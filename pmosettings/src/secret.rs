//! Encodage des secrets dans le fichier de propriétés
//!
//! Les mots de passe (LDAP, SMTP) sont stockés sous forme hexadécimale de
//! leurs octets UTF-8. Ce n'est **pas** un chiffrement : l'encodage évite
//! seulement qu'un mot de passe soit lisible d'un coup d'œil dans le
//! fichier. Quiconque peut lire le fichier peut retrouver le secret.

use thiserror::Error;
use tracing::warn;

/// Échec de décodage d'une valeur stockée
#[derive(Error, Debug)]
pub enum SecretDecodeError {
    #[error("not a valid hex string: {0}")]
    Hex(#[from] hex::FromHexError),

    #[error("decoded bytes are not valid UTF-8: {0}")]
    Utf8(#[from] std::string::FromUtf8Error),
}

/// Encode un secret en hexadécimal minuscule
pub fn encode_secret(plain: &str) -> String {
    hex::encode(plain.as_bytes())
}

/// Décode un secret encodé par [`encode_secret`]
///
/// Les majuscules sont acceptées.
pub fn decode_secret(encoded: &str) -> Result<String, SecretDecodeError> {
    let bytes = hex::decode(encoded)?;
    Ok(String::from_utf8(bytes)?)
}

/// Décode une valeur stockée, ou la renvoie telle quelle si elle n'est pas décodable
///
/// Un fichier édité à la main peut contenir le mot de passe en clair :
/// on le garde plutôt que de perdre la valeur.
pub fn read_secret(key: &str, stored: &str) -> String {
    match decode_secret(stored) {
        Ok(plain) => plain,
        Err(e) => {
            warn!(key = key, error = %e, "Failed to decode stored secret, using raw value");
            stored.to_string()
        }
    }
}
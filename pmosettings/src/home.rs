//! Résolution du répertoire home de PMOMusic
//!
//! Le home contient le fichier `pmomusic.properties`. Il est cherché dans
//! l'ordre suivant :
//!
//! 1. le répertoire passé explicitement
//! 2. la variable d'environnement `PMOMUSIC_HOME`
//! 3. `~/.pmomusic` s'il existe déjà
//! 4. le chemin par défaut du système (`c:/pmomusic` sous Windows,
//!    `/var/pmomusic` ailleurs)
//!
//! Le répertoire est créé s'il n'existe pas. Un échec de création est fatal.

use crate::error::{Result, SettingsError};
use dirs::home_dir;
use std::{
    env, fs,
    path::{Path, PathBuf},
};
use tracing::info;

/// Variable d'environnement pour surcharger le home
pub const ENV_HOME: &str = "PMOMUSIC_HOME";

/// Nom du fichier de propriétés dans le home
pub const PROPERTY_FILE_NAME: &str = "pmomusic.properties";

const HOME_WINDOWS: &str = "c:/pmomusic";
const HOME_OTHER: &str = "/var/pmomusic";

fn find_home_dir(directory: Option<&Path>) -> PathBuf {
    if let Some(dir) = directory {
        return dir.to_path_buf();
    }

    if let Ok(env_path) = env::var(ENV_HOME) {
        if !env_path.trim().is_empty() {
            info!(env_var = ENV_HOME, path = %env_path, "Using home directory from env");
            return PathBuf::from(env_path);
        }
    }

    if let Some(home) = home_dir() {
        let user_home = home.join(".pmomusic");
        if user_home.is_dir() {
            return user_home;
        }
    }

    if cfg!(windows) {
        PathBuf::from(HOME_WINDOWS)
    } else {
        PathBuf::from(HOME_OTHER)
    }
}

/// Crée le répertoire s'il n'existe pas, ou échoue si le chemin n'est pas un répertoire
pub(crate) fn ensure_directory_present(path: &Path) -> Result<()> {
    if path.is_dir() {
        return Ok(());
    }

    fs::create_dir_all(path).map_err(|source| SettingsError::HomeDirectory {
        path: path.to_path_buf(),
        source,
    })?;
    info!(directory = %path.display(), "Created home directory");
    Ok(())
}

/// Détermine et prépare le répertoire home
///
/// # Errors
///
/// [`SettingsError::HomeDirectory`] si le répertoire ne peut pas être créé.
/// L'appelant doit interrompre le démarrage.
pub fn pmomusic_home(directory: Option<&Path>) -> Result<PathBuf> {
    let home = find_home_dir(directory);
    ensure_directory_present(&home)?;
    Ok(home)
}

/// Chemin du fichier de propriétés pour un home donné
pub fn property_file(home: &Path) -> PathBuf {
    home.join(PROPERTY_FILE_NAME)
}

■ **What is expected**: Using the entries shown above, reproduce verbatim the lines from the line bearing "forme hexadécimale de" to the line bearing "d'une valeur stockée", inclusive.

■ **Answer box**:
//! Les mots de passe (LDAP, SMTP) sont stockés sous forme hexadécimale de
//! leurs octets UTF-8. Ce n'est **pas** un chiffrement : l'encodage évite
//! seulement qu'un mot de passe soit lisible d'un coup d'œil dans le
//! fichier. Quiconque peut lire le fichier peut retrouver le secret.

use thiserror::Error;
use tracing::warn;

/// Échec de décodage d'une valeur stockée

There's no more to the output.